The orchestration and command running are executed over a websocket from the client. The client will send a series of instructions that make up the orchestration command one by one until completion. For the CLI and TUI, the command generation happens locally as they have filesystem access. For the GUI, there is an extra step where the GUI will ask the server to generate the commands and send them to the GUI, before the GUI can then send the commands. This means the GUI, once it has the series of commands, will then open the websocket to the server’s orchestration endpoint to run commands like the CLI and TUI.
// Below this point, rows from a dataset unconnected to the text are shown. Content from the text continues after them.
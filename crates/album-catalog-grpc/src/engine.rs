//! Call handlers for the four interaction patterns.
//!
//! The engine is transport agnostic: it takes decoded requests, inbound
//! message streams and [`Outbound`] senders, and never touches sockets. The
//! only state it carries between calls is its handle on the shared
//! [`CatalogStore`].

use std::sync::Arc;
use std::time::Duration;

use album_catalog::{AppendOutcome, CatalogError, CatalogStore, Record};
use tokio_stream::{Stream, StreamExt};
use tonic::Status;

use crate::interceptor::Outbound;
use crate::proto::{
    Album, GetAlbumResponse, GetTotalAmountRequest, GetTotalAmountResponse, ListAlbumsResponse,
    UploadAndNotifyRequest, UploadAndNotifyResponse,
};

/// Message returned by a completed `GetTotalAmount` call.
pub const TOTAL_AMOUNT_MESSAGE: &str = "success to get total amount";

/// Default pause between consecutive `ListAlbums` responses.
pub const DEFAULT_STREAM_DELAY: Duration = Duration::from_secs(1);

impl From<Record> for Album {
    fn from(record: Record) -> Self {
        Self {
            title: record.title,
            artist: record.artist,
            price: record.price,
        }
    }
}

impl From<Album> for Record {
    fn from(album: Album) -> Self {
        Record::new(album.title, album.artist, album.price)
    }
}

/// Map a store failure onto the RPC status reported to the caller.
pub fn catalog_status(err: CatalogError) -> Status {
    Status::internal(err.to_string())
}

/// Service engine shared by every in-flight call.
#[derive(Debug, Clone)]
pub struct AlbumEngine {
    store: Arc<CatalogStore>,
    stream_delay: Duration,
}

impl AlbumEngine {
    /// Create an engine over `store` with the default stream delay.
    pub fn new(store: Arc<CatalogStore>) -> Self {
        Self {
            store,
            stream_delay: DEFAULT_STREAM_DELAY,
        }
    }

    /// Set the pause between consecutive `ListAlbums` responses.
    pub fn with_stream_delay(mut self, delay: Duration) -> Self {
        self.stream_delay = delay;
        self
    }

    /// The underlying store.
    pub fn store(&self) -> &Arc<CatalogStore> {
        &self.store
    }

    /// Look up an album by exact title.
    pub async fn find_album(&self, title: &str) -> Option<Record> {
        self.store.find_by_title(title).await
    }

    /// `GetAlbum`: a miss is still a success, carrying an empty album with
    /// `found` unset.
    pub async fn get_album(&self, title: &str) -> GetAlbumResponse {
        match self.find_album(title).await {
            Some(record) => {
                tracing::debug!(title = %title, "album found");
                GetAlbumResponse {
                    album: Some(record.into()),
                    found: true,
                }
            }
            None => {
                tracing::debug!(title = %title, "album not found");
                GetAlbumResponse {
                    album: Some(Album::default()),
                    found: false,
                }
            }
        }
    }

    /// `ListAlbums`: one response per album by `artist`, in store order,
    /// pausing between sends.
    ///
    /// The pause ends early with `Cancelled` if the caller goes away.
    pub async fn list_albums(
        &self,
        artist: &str,
        out: &Outbound<ListAlbumsResponse>,
    ) -> Result<(), Status> {
        let albums = self.store.find_all_by_artist(artist).await;
        tracing::debug!(artist = %artist, count = albums.len(), "listing albums");

        for (i, record) in albums.into_iter().enumerate() {
            if i > 0 {
                tokio::select! {
                    _ = tokio::time::sleep(self.stream_delay) => {}
                    _ = out.closed() => {
                        return Err(Status::cancelled("response stream closed by caller"));
                    }
                }
            }
            out.send(ListAlbumsResponse {
                album: Some(record.into()),
            })
            .await?;
        }
        Ok(())
    }

    /// `GetTotalAmount`: count every received title and sum the prices of
    /// those that exist. Unknown titles are counted but add nothing.
    pub async fn get_total_amount<S>(&self, mut inbound: S) -> Result<GetTotalAmountResponse, Status>
    where
        S: Stream<Item = Result<GetTotalAmountRequest, Status>> + Unpin,
    {
        let mut album_count: i32 = 0;
        let mut total_amount: f32 = 0.0;

        while let Some(req) = inbound.next().await {
            let req = req?;
            album_count += 1;
            if let Some(record) = self.store.find_by_title(&req.title).await {
                total_amount += record.price;
            } else {
                tracing::debug!(title = %req.title, "title not in catalog");
            }
        }

        Ok(GetTotalAmountResponse {
            album_count,
            total_amount,
            message: TOTAL_AMOUNT_MESSAGE.to_string(),
        })
    }

    /// `UploadAndNotify`: append each uploaded album unless its title is
    /// taken, answering every request with exactly one notification in
    /// arrival order.
    pub async fn upload_and_notify<S>(
        &self,
        mut inbound: S,
        out: &Outbound<UploadAndNotifyResponse>,
    ) -> Result<(), Status>
    where
        S: Stream<Item = Result<UploadAndNotifyRequest, Status>> + Unpin,
    {
        while let Some(req) = inbound.next().await {
            let album = req?
                .album
                .ok_or_else(|| Status::invalid_argument("upload request has no album"))?;
            let title = album.title.clone();

            let message = match self
                .store
                .append_if_absent(album.into())
                .await
                .map_err(catalog_status)?
            {
                AppendOutcome::Appended => {
                    tracing::info!(title = %title, "album uploaded");
                    format!("{} is uploaded", title)
                }
                AppendOutcome::AlreadyExists => format!("{} is already exists", title),
            };

            out.send(UploadAndNotifyResponse { message }).await?;
        }
        Ok(())
    }
}

#[cfg(test)]
#[allow(clippy::unwrap_used)]
mod tests {
    use super::*;
    use crate::interceptor::CallInterceptor;
    use crate::interceptor::tests::{Event, RecordingObserver};
    use album_catalog::InMemoryRepository;
    use tokio::sync::mpsc;

    fn seed() -> Vec<Record> {
        vec![
            Record::new("Blue Train", "John Coltrane", 56.99),
            Record::new("Kind of Blue", "Miles Davis", 42.99),
            Record::new("Giant Steps", "John Coltrane", 63.99),
            Record::new("Bitches Brew", "Miles Davis", 38.5),
        ]
    }

    fn setup() -> (Arc<InMemoryRepository>, AlbumEngine) {
        let repo = Arc::new(InMemoryRepository::new(seed()));
        let store = Arc::new(CatalogStore::with_records(seed(), repo.clone()));
        let engine = AlbumEngine::new(store).with_stream_delay(Duration::from_millis(5));
        (repo, engine)
    }

    fn uploads(albums: &[(&str, &str, f32)]) -> Vec<Result<UploadAndNotifyRequest, Status>> {
        albums
            .iter()
            .map(|(title, artist, price)| {
                Ok(UploadAndNotifyRequest {
                    album: Some(Record::new(*title, *artist, *price).into()),
                })
            })
            .collect()
    }

    fn drain<T>(rx: &mut mpsc::Receiver<Result<T, Status>>) -> Vec<T> {
        let mut out = Vec::new();
        while let Ok(item) = rx.try_recv() {
            out.push(item.unwrap());
        }
        out
    }

    #[tokio::test]
    async fn test_get_album_hit_is_idempotent() {
        let (_repo, engine) = setup();
        let first = engine.get_album("Kind of Blue").await;
        let second = engine.get_album("Kind of Blue").await;

        assert!(first.found);
        assert_eq!(first, second);
        assert_eq!(
            Record::from(first.album.unwrap()),
            Record::new("Kind of Blue", "Miles Davis", 42.99)
        );
    }

    #[tokio::test]
    async fn test_get_album_miss_returns_empty_album() {
        let (_repo, engine) = setup();
        let resp = engine.get_album("Not Exist Title").await;

        assert!(!resp.found);
        assert_eq!(resp.album, Some(Album::default()));
        assert!(engine.find_album("Not Exist Title").await.is_none());
    }

    #[tokio::test]
    async fn test_list_albums_in_store_order() {
        let (_repo, engine) = setup();
        let call = CallInterceptor::default().begin("/test/ListAlbums");
        let (tx, mut rx) = mpsc::channel(8);

        engine
            .list_albums("Miles Davis", &call.outbound(tx))
            .await
            .unwrap();

        let titles: Vec<String> = drain(&mut rx)
            .into_iter()
            .map(|r| r.album.unwrap().title)
            .collect();
        assert_eq!(titles, vec!["Kind of Blue", "Bitches Brew"]);
    }

    #[tokio::test]
    async fn test_list_albums_no_match_sends_nothing() {
        let (_repo, engine) = setup();
        let call = CallInterceptor::default().begin("/test/ListAlbums");
        let (tx, mut rx) = mpsc::channel(8);

        engine
            .list_albums("Nobody", &call.outbound(tx))
            .await
            .unwrap();
        assert!(drain(&mut rx).is_empty());
    }

    #[tokio::test]
    async fn test_list_albums_stops_when_caller_leaves() {
        let (repo, _) = setup();
        let store = Arc::new(CatalogStore::with_records(seed(), repo));
        let engine = AlbumEngine::new(store).with_stream_delay(Duration::from_secs(3600));
        let call = CallInterceptor::default().begin("/test/ListAlbums");
        let (tx, mut rx) = mpsc::channel(8);
        let out = call.outbound(tx);

        let handle = tokio::spawn(async move { engine.list_albums("John Coltrane", &out).await });

        // First album goes out immediately, then the engine sleeps.
        assert!(rx.recv().await.unwrap().is_ok());
        drop(rx);

        let result = tokio::time::timeout(Duration::from_secs(5), handle)
            .await
            .unwrap()
            .unwrap();
        assert_eq!(result.unwrap_err().code(), tonic::Code::Cancelled);
    }

    #[tokio::test]
    async fn test_total_amount_counts_unmatched_titles() {
        let (_repo, engine) = setup();
        let inbound = tokio_stream::iter(vec![
            Ok(GetTotalAmountRequest {
                title: "Blue Train".to_string(),
            }),
            Ok(GetTotalAmountRequest {
                title: "Unknown".to_string(),
            }),
        ]);

        let resp = engine.get_total_amount(inbound).await.unwrap();
        assert_eq!(resp.album_count, 2);
        assert_eq!(resp.total_amount, 56.99);
        assert_eq!(resp.message, TOTAL_AMOUNT_MESSAGE);
    }

    #[tokio::test]
    async fn test_total_amount_empty_input() {
        let (_repo, engine) = setup();
        let resp = engine
            .get_total_amount(tokio_stream::iter(Vec::<
                Result<GetTotalAmountRequest, Status>,
            >::new()))
            .await
            .unwrap();
        assert_eq!(resp.album_count, 0);
        assert_eq!(resp.total_amount, 0.0);
    }

    #[tokio::test]
    async fn test_total_amount_fails_on_receive_error() {
        let (_repo, engine) = setup();
        let inbound = tokio_stream::iter(vec![
            Ok(GetTotalAmountRequest {
                title: "Blue Train".to_string(),
            }),
            Err(Status::unavailable("connection reset")),
        ]);

        let err = engine.get_total_amount(inbound).await.unwrap_err();
        assert_eq!(err.code(), tonic::Code::Unavailable);
    }

    #[tokio::test]
    async fn test_upload_then_duplicate() {
        let (repo, engine) = setup();
        let call = CallInterceptor::default().begin("/test/UploadAndNotify");
        let (tx, mut rx) = mpsc::channel(8);
        let inbound = tokio_stream::iter(uploads(&[
            ("New Album", "New Artist", 10.99),
            ("New Album", "New Artist", 10.99),
            ("Blue Train", "John Coltrane", 56.99),
        ]));

        engine
            .upload_and_notify(inbound, &call.outbound(tx))
            .await
            .unwrap();

        let messages: Vec<String> = drain(&mut rx).into_iter().map(|r| r.message).collect();
        assert_eq!(
            messages,
            vec![
                "New Album is uploaded",
                "New Album is already exists",
                "Blue Train is already exists",
            ]
        );
        assert_eq!(engine.store().len().await, 5);
        assert_eq!(repo.persist_count(), 1);
        assert!(engine.get_album("New Album").await.found);
    }

    #[tokio::test]
    async fn test_upload_persist_failure_ends_call() {
        let (repo, engine) = setup();
        repo.fail_persists(true);
        let call = CallInterceptor::default().begin("/test/UploadAndNotify");
        let (tx, mut rx) = mpsc::channel(8);
        let inbound = tokio_stream::iter(uploads(&[
            ("New Album", "New Artist", 10.99),
            ("New Album 2", "New Artist 2", 20.99),
        ]));

        let err = engine
            .upload_and_notify(inbound, &call.outbound(tx))
            .await
            .unwrap_err();

        assert_eq!(err.code(), tonic::Code::Internal);
        assert!(drain(&mut rx).is_empty());
        // The in-memory append is kept; the second request is never read.
        assert!(engine.store().contains_title("New Album").await);
        assert!(!engine.store().contains_title("New Album 2").await);
    }

    #[tokio::test]
    async fn test_upload_without_album_is_rejected() {
        let (_repo, engine) = setup();
        let call = CallInterceptor::default().begin("/test/UploadAndNotify");
        let (tx, _rx) = mpsc::channel(8);
        let inbound = tokio_stream::iter(vec![Ok(UploadAndNotifyRequest { album: None })]);

        let err = engine
            .upload_and_notify(inbound, &call.outbound(tx))
            .await
            .unwrap_err();
        assert_eq!(err.code(), tonic::Code::InvalidArgument);
    }

    #[tokio::test]
    async fn test_stream_messages_are_observed() {
        let (_repo, engine) = setup();
        let observer = Arc::new(RecordingObserver::default());
        let interceptor = CallInterceptor::new(observer.clone());
        let call = interceptor.begin("/test/UploadAndNotify");
        let (tx, _rx) = mpsc::channel(8);
        let inbound = call.inbound(tokio_stream::iter(uploads(&[
            ("Solar", "Miles Davis", 9.99),
            ("Solar", "Miles Davis", 9.99),
        ])));

        let result = engine.upload_and_notify(inbound, &call.outbound(tx)).await;
        let _ = call.finish(result);

        let events = observer.events();
        assert_eq!(events.first(), Some(&Event::Before("/test/UploadAndNotify".to_string())));
        assert_eq!(events.last(), Some(&Event::Success("/test/UploadAndNotify".to_string())));
        let received = events
            .iter()
            .filter(|e| **e == Event::Received("UploadAndNotifyRequest".to_string()))
            .count();
        let sent = events
            .iter()
            .filter(|e| **e == Event::Sent("UploadAndNotifyResponse".to_string()))
            .count();
        assert_eq!((received, sent), (2, 2));
    }
}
Command generation has been designed to decouple the sending of the instructions generated to the sending of the instruction to the server. So that we can re-use this code for both the CLI/TUI and the GUI, we utilise channels to message from the functions that generate the command back to a listener. When called by the CLI/TUI, the instruction is immediately relayed to the server to be executed. For the GUI, when the server is running the generation code, it relays it to the GUI so that it can store them all before stating the orchestration.

Once the CLI/TUI or GUI have the instructions ready, they will send them to the server for processing over a websocket. For this to work, the server needs to concurrently handle the orchestration websocket connection from the client, and the execution of the commands send over this websocket. While the orchestration websocket is open on the server, there is:

the send and receive websocket connection to the client
cancellation listener
- for the GUI this comes over the websocket
- for the CLI/TUI this is another async task listening for ctrl+c

The protocol between the client and server is as follows:

client sends instruction
server sends acknowledgement that instruction is valid
server sends result of the instruction execution, success or fail with some relevant message string

This protocol is followed for all instructions, minus the End instruction.

During orchestration and command running, there might be the need to also send further logging to the client. For example, the analysis tooling will have some output that is to be displayed to the user. This logging would be outside of the protocol outlined above. To manage this, during the run of each instruction, the server also has a logging specific channel that is sent to the instruction processing code. If any logging events are emitted from the instruction, the serer will emit this log to the client through the websocket, and it will be handled concurrently to the protocol.